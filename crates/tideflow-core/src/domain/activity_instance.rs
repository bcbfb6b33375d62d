use crate::domain::workflow_instance::VariableScopeId;
use crate::{ActivityError, CoreError};
use serde::{Deserialize, Serialize};

/// Lifecycle state of one activity occurrence
#[derive(Debug, Clone, PartialEq, Eq, Serialize, Deserialize)]
pub enum ActivityState {
    /// Created, decision logic not yet run
    NotStarted,
    /// Running or waiting for an external trigger
    Executing,
    /// Finished normally
    Completed,
    /// Finished with a domain failure
    Failed(ActivityError),
    /// Finished by cancellation
    Cancelled(String),
}

/// Runtime state of one activity occurrence
#[derive(Debug, Clone, PartialEq, Eq, Serialize, Deserialize)]
pub struct ActivityInstance {
    /// Current lifecycle state
    pub state: ActivityState,
    /// Variable scope the activity reads and writes
    pub variable_scope_id: VariableScopeId,
}

impl ActivityInstance {
    /// Create a not-started activity bound to a variable scope
    pub fn new(variable_scope_id: VariableScopeId) -> Self {
        Self {
            state: ActivityState::NotStarted,
            variable_scope_id,
        }
    }

    /// NotStarted/Completed -> Executing
    pub fn execute(&mut self) -> Result<(), CoreError> {
        match self.state {
            ActivityState::NotStarted | ActivityState::Completed => {
                self.state = ActivityState::Executing;
                Ok(())
            }
            _ => Err(self.invalid("execute")),
        }
    }

    /// Executing -> Completed
    pub fn complete(&mut self) -> Result<(), CoreError> {
        match self.state {
            ActivityState::Executing => {
                self.state = ActivityState::Completed;
                Ok(())
            }
            _ => Err(self.invalid("complete")),
        }
    }

    /// Any -> Failed
    pub fn fail(&mut self, error: ActivityError) {
        self.state = ActivityState::Failed(error);
    }

    /// NotStarted/Executing -> Cancelled
    pub fn cancel(&mut self, reason: impl Into<String>) -> Result<(), CoreError> {
        match self.state {
            ActivityState::NotStarted | ActivityState::Executing => {
                self.state = ActivityState::Cancelled(reason.into());
                Ok(())
            }
            _ => Err(self.invalid("cancel")),
        }
    }

    /// Executing -> NotStarted, used when a join gateway must re-evaluate
    pub fn reset_executing(&mut self) -> Result<(), CoreError> {
        match self.state {
            ActivityState::Executing => {
                self.state = ActivityState::NotStarted;
                Ok(())
            }
            _ => Err(self.invalid("reset")),
        }
    }

    /// Completed, failed or cancelled
    pub fn is_terminal(&self) -> bool {
        matches!(
            self.state,
            ActivityState::Completed | ActivityState::Failed(_) | ActivityState::Cancelled(_)
        )
    }

    /// Whether the activity is executing
    pub fn is_executing(&self) -> bool {
        self.state == ActivityState::Executing
    }

    /// Whether the activity has not started
    pub fn is_not_started(&self) -> bool {
        self.state == ActivityState::NotStarted
    }

    /// Whether the activity finished normally
    pub fn is_completed(&self) -> bool {
        self.state == ActivityState::Completed
    }

    /// Failure recorded on the activity, if any
    pub fn error(&self) -> Option<&ActivityError> {
        match &self.state {
            ActivityState::Failed(e) => Some(e),
            _ => None,
        }
    }

    fn invalid(&self, operation: &str) -> CoreError {
        CoreError::InvalidTransition(format!(
            "Cannot {} activity in state: {:?}",
            operation, self.state
        ))
    }
}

====

* Aim of the exercise:
All of the data is to be transcribed exactly as written.

* Output of the task:
filename crates/tideflow-core/src/domain/activity_instance.rs
repository bcbfb6b33375d62d
use crate::domain::workflow_instance::VariableScopeId;
use crate::{ActivityError, CoreError};
use serde::{Deserialize, Serialize};

/// Lifecycle state of one activity occurrence
#[derive(Debug, Clone, PartialEq, Eq, Serialize, Deserialize)]
pub enum ActivityState {
    /// Created, decision logic not yet run
    NotStarted,
    /// Running or waiting for an external trigger
    Executing,
    /// Finished normally
    Completed,
    /// Finished with a domain failure
    Failed(ActivityError),
    /// Finished by cancellation
    Cancelled(String),
}

/// Runtime state of one activity occurrence
#[derive(Debug, Clone, PartialEq, Eq, Serialize, Deserialize)]
pub struct ActivityInstance {
    /// Current lifecycle state
    pub state: ActivityState,
    /// Variable scope the activity reads and writes
    pub variable_scope_id: VariableScopeId,
}

impl ActivityInstance {
    /// Create a not-started activity bound to a variable scope
    pub fn new(variable_scope_id: VariableScopeId) -> Self {
        Self {
            state: ActivityState::NotStarted,
            variable_scope_id,
        }
    }

    /// NotStarted/Completed -> Executing
    pub fn execute(&mut self) -> Result<(), CoreError> {
        match self.state {
            ActivityState::NotStarted | ActivityState::Completed => {
                self.state = ActivityState::Executing;
                Ok(())
            }
            _ => Err(self.invalid("execute")),
        }
    }

    /// Executing -> Completed
    pub fn complete(&mut self) -> Result<(), CoreError> {
        match self.state {
            ActivityState::Executing => {
                self.state = ActivityState::Completed;
                Ok(())
            }
            _ => Err(self.invalid("complete")),
        }
    }

    /// Any -> Failed
    pub fn fail(&mut self, error: ActivityError) {
        self.state = ActivityState::Failed(error);
    }

    /// NotStarted/Executing -> Cancelled
    pub fn cancel(&mut self, reason: impl Into<String>) -> Result<(), CoreError> {
        match self.state {
            ActivityState::NotStarted | ActivityState::Executing => {
                self.state = ActivityState::Cancelled(reason.into());
                Ok(())
            }
            _ => Err(self.invalid("cancel")),
        }
    }

    /// Executing -> NotStarted, used when a join gateway must re-evaluate
    pub fn reset_executing(&mut self) -> Result<(), CoreError> {
        match self.state {
            ActivityState::Executing => {
                self.state = ActivityState::NotStarted;
                Ok(())
            }
            _ => Err(self.invalid("reset")),
        }
    }

    /// Completed, failed or cancelled
    pub fn is_terminal(&self) -> bool {
        matches!(
            self.state,
            ActivityState::Completed | ActivityState::Failed(_) | ActivityState::Cancelled(_)
        )
    }

    /// Whether the activity is executing
    pub fn is_executing(&self) -> bool {
        self.state == ActivityState::Executing
    }

    /// Whether the activity has not started
    pub fn is_not_started(&self) -> bool {
        self.state == ActivityState::NotStarted
    }

    /// Whether the activity finished normally
    pub fn is_completed(&self) -> bool {
        self.state == ActivityState::Completed
    }

    /// Failure recorded on the activity, if any
    pub fn error(&self) -> Option<&ActivityError> {
        match &self.state {
            ActivityState::Failed(e) => Some(e),
            _ => None,
        }
    }

    fn invalid(&self, operation: &str) -> CoreError {
        CoreError::InvalidTransition(format!(
            "Cannot {} activity in state: {:?}",
            operation, self.state
        ))
    }
}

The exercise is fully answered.